To do:
Your answer should be the lines of the data below that contain "backends".

Exercise materials:
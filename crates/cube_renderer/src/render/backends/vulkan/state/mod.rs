//! Command recording and synchronization state

pub mod commands;
pub mod sync;

pub use commands::{ActiveRenderPass, CommandPool, CommandRecorder};
pub use sync::{Fence, FrameSync, Semaphore};
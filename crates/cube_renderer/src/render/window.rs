//! GLFW window for the sample: no client API, fixed size, input polling on

use ash::vk;
use thiserror::Error;

/// Window creation and surface errors
#[derive(Error, Debug)]
pub enum WindowError {
    /// `glfwInit` failed
    #[error("GLFW initialization failed")]
    InitializationFailed,

    /// `glfwCreateWindow` returned null
    #[error("Window creation failed")]
    CreationFailed,

    /// Any other GLFW failure
    #[error("GLFW error: {0}")]
    GlfwError(String),
}

/// Result type for window operations
pub type WindowResult<T> = Result<T, WindowError>;

/// Window plus its GLFW context and event receiver
pub struct Window {
    glfw: glfw::Glfw,
    window: glfw::PWindow,
    events: glfw::GlfwReceiver<(f64, glfw::WindowEvent)>,
}

impl Window {
    /// Create a non-resizable window without an OpenGL context
    pub fn new(title: &str, width: u32, height: u32) -> WindowResult<Self> {
        let mut glfw = glfw::init(glfw::fail_on_errors).map_err(|_| WindowError::InitializationFailed)?;

        if !glfw.vulkan_supported() {
            return Err(WindowError::GlfwError("Vulkan loader not found".to_string()));
        }

        glfw.window_hint(glfw::WindowHint::ClientApi(glfw::ClientApiHint::NoApi));
        glfw.window_hint(glfw::WindowHint::Resizable(false));

        let (mut window, events) = glfw
            .create_window(width, height, title, glfw::WindowMode::Windowed)
            .ok_or(WindowError::CreationFailed)?;

        window.set_key_polling(true);
        window.set_mouse_button_polling(true);
        window.set_cursor_pos_polling(true);
        window.set_close_polling(true);

        log::info!("Window created: {}x{} \"{}\"", width, height, title);

        Ok(Self { glfw, window, events })
    }

    /// Close requested by the user or by [`Window::set_should_close`]
    pub fn should_close(&self) -> bool {
        self.window.should_close()
    }

    /// Pump the platform event queue
    pub fn poll_events(&mut self) {
        self.glfw.poll_events();
    }

    /// Drain the events gathered by the last poll
    pub fn flush_events(&self) -> glfw::FlushedMessages<'_, (f64, glfw::WindowEvent)> {
        glfw::flush_messages(&self.events)
    }

    /// Request or cancel closing
    pub fn set_should_close(&mut self, should_close: bool) {
        self.window.set_should_close(should_close);
    }

    /// Cursor position in window coordinates
    pub fn cursor_pos(&self) -> (f64, f64) {
        self.window.get_cursor_pos()
    }

    /// Instance extensions the window system needs for presentation
    pub fn required_instance_extensions(&self) -> WindowResult<Vec<String>> {
        self.glfw
            .get_required_instance_extensions()
            .ok_or_else(|| WindowError::GlfwError("Failed to get required extensions".to_string()))
    }

    /// Create a presentation surface for `instance`
    pub fn create_vulkan_surface(&self, instance: vk::Instance) -> WindowResult<vk::SurfaceKHR> {
        let mut surface = vk::SurfaceKHR::null();
        let result = self.window.create_window_surface(instance, std::ptr::null(), &mut surface);

        if result == vk::Result::SUCCESS {
            Ok(surface)
        } else {
            Err(WindowError::GlfwError(format!("Failed to create Vulkan surface: {result:?}")))
        }
    }
}
impl FrameRenderer {
    /// Allocate the two graphics command buffers and, when pipelined, the per-slot sync objects
    pub fn new(device: &Device, command_pool: CommandPool, mode: FrameMode) -> VulkanResult<Self> {
        let command_buffers = command_pool.allocate_array::<IMAGE_COUNT>()?;
        let (slots, render_finished) = match mode {
            FrameMode::Blocking => (Vec::new(), Vec::new()),
            FrameMode::Pipelined => (
                (0..mode.frames_in_flight())
                    .map(|_| FrameSync::new(device))
                    .collect::<VulkanResult<_>>()?,
                (0..IMAGE_COUNT)
                    .map(|_| Semaphore::new(device.clone()))
                    .collect::<VulkanResult<_>>()?,
            ),
        };
        log::info!(
            "[FRAME] {:?} frame mode, {} frame slot(s)",
            mode,
            mode.frames_in_flight()
        );

        Ok(Self {
            device: device.clone(),
            mode,
            slots,
            render_finished,
            command_buffers,
            command_pool,
            next_slot: 0,
            state: FrameStateMachine::default(),
        })
    }

    /// Pacing mode
    pub fn mode(&self) -> FrameMode {
        self.mode
    }

    /// State machine, for inspection
    pub fn state(&self) -> &FrameStateMachine {
        &self.state
    }

    /// Run one frame.
    ///
    /// `write_uniforms` receives the frame slot and must fill that slot's
    /// uniform buffers and return its descriptor sets. It runs once the slot
    /// is no longer in use by the GPU.
    pub fn render_frame(
        &mut self,
        targets: &FrameTargets<'_>,
        draw: DrawCall,
        verbose: bool,
        write_uniforms: impl FnOnce(usize) -> VulkanResult<[vk::DescriptorSet; SET_COUNT]>,
    ) -> VulkanResult<FrameOutcome> {
        let frame_number = self.state.completed() + 1;
        let level = frame_level(frame_number, verbose);

        let outcome = match self.mode {
            FrameMode::Blocking => self.blocking_frame(targets, draw, write_uniforms),
            FrameMode::Pipelined => self.pipelined_frame(targets, draw, write_uniforms),
        };

        match &outcome {
            Ok(frame) => log::log!(
                level,
                "[FRAME] Frame {} rendered to image {} (slot {}{})",
                frame_number,
                frame.image_index,
                frame.slot,
                if frame.suboptimal { ", suboptimal" } else { "" }
            ),
            Err(e) => {
                let abandoned = self.state.abandon();
                log::warn!("[FRAME] Frame {} abandoned while {:?}: {}", frame_number, abandoned, e);
            }
        }
        outcome
    }

    fn blocking_frame(
        &mut self,
        targets: &FrameTargets<'_>,
        draw: DrawCall,
        write_uniforms: impl FnOnce(usize) -> VulkanResult<[vk::DescriptorSet; SET_COUNT]>,
    ) -> VulkanResult<FrameOutcome> {
        let sets = write_uniforms(0)?;
        let swapchain = targets.presentation.swapchain();

        self.state.advance(FrameState::Acquiring)?;
        let image_ready = Semaphore::new(self.device.clone())?;
        let fence = Fence::new(self.device.clone(), false)?;
        let (image_index, acquire_suboptimal) = swapchain.acquire_next_image(image_ready.handle())?;

        self.state.advance(FrameState::Recording)?;
        let command_buffer = self.command_buffers[image_index];
        let submitted = self.record(command_buffer, image_index, targets, draw, &sets).and_then(|()| {
            self.submit(
                targets.queue,
                command_buffer,
                image_ready.handle(),
                vk::PipelineStageFlags::BOTTOM_OF_PIPE,
                None,
                fence.handle(),
            )
        });
        if let Err(e) = submitted {
            self.release_image(targets, image_index, image_ready.handle());
            return Err(e);
        }

        self.state.advance(FrameState::Submitted)?;
        fence.wait_forever()?;

        self.state.advance(FrameState::Presenting)?;
        let present_suboptimal = swapchain.present(targets.queue, image_index, &[])?;
        self.state.advance(FrameState::Idle)?;

        // image_ready and fence are destroyed here
        Ok(FrameOutcome {
            image_index,
            slot: 0,
            suboptimal: acquire_suboptimal || present_suboptimal,
        })
    }

    fn pipelined_frame(
        &mut self,
        targets: &FrameTargets<'_>,
        draw: DrawCall,
        write_uniforms: impl FnOnce(usize) -> VulkanResult<[vk::DescriptorSet; SET_COUNT]>,
    ) -> VulkanResult<FrameOutcome> {
        let slot = self.next_slot;
        let swapchain = targets.presentation.swapchain();
        let (image_available, in_flight) = {
            let sync = self.slots.get(slot).ok_or_else(|| VulkanError::InvalidOperation {
                reason: format!("frame slot {slot} has no sync objects"),
            })?;
            // the slot's previous submission must retire before its uniforms change
            sync.in_flight.wait_forever()?;
            (sync.image_available.handle(), sync.in_flight.handle())
        };
        let sets = write_uniforms(slot)?;

        self.state.advance(FrameState::Acquiring)?;
        let (image_index, acquire_suboptimal) = swapchain.acquire_next_image(image_available)?;

        self.state.advance(FrameState::Recording)?;
        // indexed by slot: the slot fence guarantees this buffer is idle
        let command_buffer = self.command_buffers[slot];
        let render_finished = self.render_finished[image_index].handle();
        let mut submitted = self.record(command_buffer, image_index, targets, draw, &sets);
        if submitted.is_ok() {
            submitted = self.slots[slot].in_flight.reset().and_then(|()| {
                self.submit(
                    targets.queue,
                    command_buffer,
                    image_available,
                    vk::PipelineStageFlags::COLOR_ATTACHMENT_OUTPUT,
                    Some(render_finished),
                    in_flight,
                )
            });
            if submitted.is_err() {
                // nothing will signal the reset fence; replace it so the next wait on this slot returns
                match Fence::new(self.device.clone(), true) {
                    Ok(fence) => self.slots[slot].in_flight = fence,
                    Err(e) => log::error!("[FRAME] Could not replace fence of slot {}: {}", slot, e),
                }
            }
        }
        if let Err(e) = submitted {
            self.release_image(targets, image_index, image_available);
            return Err(e);
        }

        self.state.advance(FrameState::Submitted)?;
        self.state.advance(FrameState::Presenting)?;
        let present_suboptimal = swapchain.present(targets.queue, image_index, &[render_finished])?;
        self.state.advance(FrameState::Idle)?;

        self.next_slot = (slot + 1) % self.slots.len();
        Ok(FrameOutcome {
            image_index,
            slot,
            suboptimal: acquire_suboptimal || present_suboptimal,
        })
    }

    /// Give an acquired image back when its frame failed before submission.
    ///
    /// An empty batch consumes the acquire semaphore, then the image is
    /// presented with whatever it holds. Failures here are only logged; the
    /// frame's own error is what the caller sees.
    fn release_image(&self, targets: &FrameTargets<'_>, image_index: usize, acquired: vk::Semaphore) {
        if !self.state.holds_unsubmitted_image() {
            return;
        }
        let released = Fence::new(self.device.clone(), false).and_then(|fence| {
            let wait_semaphores = [acquired];
            let wait_stages = [vk::PipelineStageFlags::ALL_COMMANDS];
            let submit_info = vk::SubmitInfo::builder()
                .wait_semaphores(&wait_semaphores)
                .wait_dst_stage_mask(&wait_stages);
            unsafe {
                self.device
                    .queue_submit(targets.queue, &[submit_info.build()], fence.handle())
                    .map_err(VulkanError::from)?;
            }
            fence.wait_forever()?;
            targets.presentation.swapchain().present(targets.queue, image_index, &[])
        });
        match released {
            Ok(_) => log::debug!("[FRAME] Released unsubmitted image {}", image_index),
            Err(e) => log::error!("[FRAME] Could not release image {}: {}", image_index, e),
        }
    }

    fn record(
        &self,
        command_buffer: vk::CommandBuffer,
        image_index: usize,
        targets: &FrameTargets<'_>,
        draw: DrawCall,
        sets: &[vk::DescriptorSet; SET_COUNT],
    ) -> VulkanResult<()> {
        let framebuffer = targets
            .presentation
            .framebuffer(image_index)
            .ok_or_else(|| VulkanError::InvalidOperation {
                reason: format!("no framebuffer for image {image_index}"),
            })?;
        let render_area = vk::Rect2D {
            offset: vk::Offset2D { x: 0, y: 0 },
            extent: targets.presentation.extent(),
        };
        let clears = clear_values(targets.clear_color);

        unsafe {
            self.device
                .reset_command_buffer(command_buffer, vk::CommandBufferResetFlags::empty())
                .map_err(VulkanError::from)?;
        }

        let mut recorder = CommandRecorder::new(command_buffer, self.device.clone());
        recorder.begin()?;
        {
            let mut pass = recorder.begin_render_pass(
                targets.presentation.render_pass().handle(),
                framebuffer,
                render_area,
                &clears,
            )?;
            pass.bind_pipeline(targets.pipeline.handle());
            pass.bind_descriptor_sets(targets.pipeline.layout(), sets);

            let geometry = targets.geometry;
            match draw {
                DrawCall::Indexed { index_count } => {
                    pass.bind_vertex_buffers(0, &[geometry.indexed_vertices.handle()], &[0]);
                    pass.bind_index_buffer(geometry.indices.handle(), 0, vk::IndexType::UINT32);
                    pass.draw_indexed(index_count, 1, 0, 0, 0);
                }
                DrawCall::Vertices { vertex_count } => {
                    pass.bind_vertex_buffers(0, &[geometry.vertices.handle()], &[0]);
                    pass.draw(vertex_count, 1, 0, 0);
                }
            }
        }
        recorder.end()?;
        Ok(())
    }

    fn submit(
        &self,
        queue: vk::Queue,
        command_buffer: vk::CommandBuffer,
        wait: vk::Semaphore,
        wait_stage: vk::PipelineStageFlags,
        signal: Option<vk::Semaphore>,
        fence: vk::Fence,
    ) -> VulkanResult<()> {
        let wait_semaphores = [wait];
        let wait_stages = [wait_stage];
        let command_buffers = [command_buffer];
        let signal_semaphores: Vec<vk::Semaphore> = signal.into_iter().collect();

        let submit_info = vk::SubmitInfo::builder()
            .wait_semaphores(&wait_semaphores)
            .wait_dst_stage_mask(&wait_stages)
            .command_buffers(&command_buffers)
            .signal_semaphores(&signal_semaphores);

        unsafe {
            self.device
                .queue_submit(queue, &[submit_info.build()], fence)
                .map_err(VulkanError::from)
        }
    }
}
//! Rendering: the GLFW window and the Vulkan backend

pub mod backends;
pub mod window;

pub use backends::vulkan::{RenderContext, VulkanError, VulkanResult};
pub use window::{Window, WindowError};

Task solution:
filename crates/cube_renderer/src/render/backends/vulkan/state/mod.rs
pub mod backends;
pub use backends::vulkan::{RenderContext, VulkanError, VulkanResult};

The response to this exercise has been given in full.